Fire chief: Cigarette butt to blame for deadly north Spokane house fire

SPOKANE, Wash.– Spokane Fire Chief Brian Schaeffer says a cigarette butt that wasn’t put out fully is what caused a deadly house fire Sunday in north Spokane.

It started when Spokane firefighters responded to an explosion call at E. Nebraska Ave and N. Perry St. Sunday afternoon. They found a house engulfed in flames, as well as two-car fires when they arrived. Schaeffer says the fire started on a coach that was used while people were smoking on the front porch.

“I can guarantee this family and many of us, didn’t expect at 2:00 or 2:30 in the afternoon to witness or be a part of a tragedy,” Schaeffer said.

Firefighters say the fire killed a 17-year-old girl with autism and her parents. Her father was 45 and her mother was 39. Schaeffer says the teen was upstairs with headphones on when the fire started tearing through the house. He said both parents tried to get her out of the home. Two other family members were in the home- and they made it out.

“The mother comes down what’s left of the stairs, and directly into the fireball. Well over 90-percent, third-degree, full-thickness burns,” Schaeffer said.

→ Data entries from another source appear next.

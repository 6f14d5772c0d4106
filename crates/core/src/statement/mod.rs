//! General-ledger statements.
//!
//! This module provides the running-balance computation behind the partner
//! ledger report:
//! - Per-entry running balances from an opening balance
//! - Statement totals with the opening balance folded in by sign
//! - Display formatting (parenthesised credit balances, blank zero quantities)

pub mod builder;
pub mod display;
pub mod error;
pub mod types;


pub use builder::LedgerStatementBuilder;
pub use display::{StatementView, format_amount, format_balance, format_quantity, render};
pub use error::{StatementError, StatementField};
pub use types::{
    BalanceSide, LedgerEntry, LedgerRow, LedgerStatement, StatementPeriod, StatementTotals,
};
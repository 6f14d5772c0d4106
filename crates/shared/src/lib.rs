//! Shared types, errors, and configuration for Ledgerbook.
//!
//! This crate provides common building blocks used by the engine crates:
//! - Money helpers with decimal precision (rounding, strict parsing)
//! - Application-wide error and outcome types
//! - Configuration management

pub mod config;
pub mod error;
pub mod types;

pub use config::EngineConfig;
pub use error::{AlertLevel, AppError, AppResult, Outcome};
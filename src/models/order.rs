//! Commerce-side models: carts, completed orders and product references

use serde::{Deserialize, Serialize};
use rust_decimal::Decimal;

/// Order metadata keys written when an order is reconciled against a group
pub mod meta_keys {
    pub const GROUP_ID: &str = "group_id";
    pub const GROUP_ORDER: &str = "group_order";
    pub const GROUP_ADMIN_CHECKOUT: &str = "group_admin_checkout";
}

/// A purchasable product in the host catalog
#[derive(Debug, Clone, Copy, PartialEq, Eq, Hash, Serialize, Deserialize)]
pub struct ProductRef {
    pub product_id: i64,
    /// Set for variant products
    pub variation_id: Option<i64>,
}

impl ProductRef {
    pub fn simple(product_id: i64) -> Self {
        Self { product_id, variation_id: None }
    }

    /// The most specific product id: the variation when present
    pub fn effective_id(&self) -> i64 {
        match self.variation_id {
            Some(variation_id) if variation_id > 0 => variation_id,
            _ => self.product_id,
        }
    }
}

/// A specific version of a course
#[derive(Debug, Clone, Copy, PartialEq, Eq, Hash, Serialize, Deserialize)]
pub struct CourseRef {
    pub course_id: i64,
    pub version: i32,
}

/// Group data attached to a cart item / order line when an administrator
/// checks out specific pending enrollments
#[derive(Debug, Clone, Copy, Default, PartialEq, Eq, Serialize, Deserialize)]
pub struct GroupItemMeta {
    pub enrollment_id: Option<i64>,
    pub group_id: Option<i64>,
    pub course_id: Option<i64>,
}

impl GroupItemMeta {
    pub fn for_enrollment(enrollment_id: i64, group_id: i64, course_id: i64) -> Self {
        Self {
            enrollment_id: Some(enrollment_id),
            group_id: Some(group_id),
            course_id: Some(course_id),
        }
    }

    /// Both the enrollment and the group are present
    pub fn settlement_target(&self) -> Option<(i64, i64)> {
        match (self.enrollment_id, self.group_id) {
            (Some(enrollment_id), Some(group_id)) => Some((group_id, enrollment_id)),
            _ => None,
        }
    }
}

#[derive(Debug, Clone, PartialEq, Serialize, Deserialize)]
pub struct CartItem {
    pub product: ProductRef,
    pub quantity: u32,
    #[serde(default)]
    pub group_meta: GroupItemMeta,
}

#[derive(Debug, Clone, Default, PartialEq, Serialize, Deserialize)]
pub struct Cart {
    pub items: Vec<CartItem>,
}

#[derive(Debug, Clone, PartialEq, Serialize, Deserialize)]
pub struct OrderLineItem {
    pub item_id: i64,
    pub product: ProductRef,
    #[serde(default)]
    pub group_meta: GroupItemMeta,
}

/// An order the commerce engine has finished processing
#[derive(Debug, Clone, PartialEq, Serialize, Deserialize)]
pub struct CompletedOrder {
    pub id: i64,
    /// `None` for guest checkouts
    pub purchaser_id: Option<i64>,
    pub items: Vec<OrderLineItem>,
}

/// Whether the purchaser pays for the cart or it is billed to a group
#[derive(Debug, Clone, Copy, PartialEq, Eq, Serialize)]
pub enum PaymentDecision {
    /// Normal payment flow
    Required,
    /// Cart total forced to zero; value goes to the group's running total
    BilledToGroup { group_id: i64 },
}

impl PaymentDecision {
    pub fn is_bypassed(&self) -> bool {
        matches!(self, PaymentDecision::BilledToGroup { .. })
    }
}

/// What `on_order_completed` did with an order
#[derive(Debug, Clone, PartialEq, Serialize)]
pub enum ReconciliationOutcome {
    /// Administrator settled curated pending enrollments
    AdminSettlement { group_id: i64, invoice_id: i64, enrollment_ids: Vec<i64> },
    /// The group's administrator bought courses; settled on the spot
    AdminSelfPurchase { group_id: i64, invoice_id: Option<i64>, enrollment_ids: Vec<i64> },
    /// A member bought courses; they stay pending for the administrator
    MemberDeferred { group_id: i64, enrollment_ids: Vec<i64> },
    /// No group logic applied
    PassThrough,
}

/// Result of loading a group's pending enrollments into the cart
#[derive(Debug, Clone, Default, PartialEq, Serialize)]
pub struct GroupCheckoutPreparation {
    pub added: usize,
    pub errors: Vec<String>,
}

/// Line shown on the group checkout summary
#[derive(Debug, Clone, PartialEq, Serialize)]
pub struct PendingLine {
    pub enrollment_id: i64,
    pub user_id: i64,
    pub course_id: i64,
    pub course_version: i32,
    pub price: Decimal,
}

#[derive(Debug, Clone, PartialEq, Serialize)]
pub struct GroupCheckoutSummary {
    pub group_id: i64,
    pub group_name: String,
    pub lines: Vec<PendingLine>,
    pub total: Decimal,
}
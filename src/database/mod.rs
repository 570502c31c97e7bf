//! Database module
//!
//! This module handles database connections and operations

pub mod connection;
pub mod repositories;
pub mod service;

// Re-export commonly used database components
pub use connection::{DatabasePool, DatabaseConfig, create_pool, run_migrations, health_check};
pub use repositories::{GroupRepository, EnrollmentRepository, InvoiceRepository};
pub use service::DatabaseService;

Neighbors out on the lawn were yelling at the mother, telling her to drop and roll. But given the traumatic situation, and incredible pain, she wasn’t able to. For the neighbors who were standing by, the hair on their skin started to burn because of the heat coming from the fire, Schaeffer explained.

While standing inside the totally charred home, still dripping with water and smelling of smoke, Schaeffer continued to describe the scene,

“Back in here, dad runs upstairs and that was the last time he saw the first floor. He and his daughter succumb to the fire and combustion, nearly immediately. The temperatures here and upstairs are well over 1,000 degrees.”

According to Schaeffer, it appeared they were trying to make it to the window, but they simply didn’t have enough time.

“You can see the stairs are burned out so there was no way to get up there to make a standard or routine search.”

It doesn’t matter what part of town or what social class someone is part of- this can happen to anyone,  Schaeffer told us.

” There’s a lesson to be learned here, for all of us. We should do it tonight. We need to make sure our smoke detectors are at least outside of all sleeping areas and on each floor. We need to make sure if we do have occupancies on the 2nd floor, that those rooms have an escape ladder or an identified second way out.”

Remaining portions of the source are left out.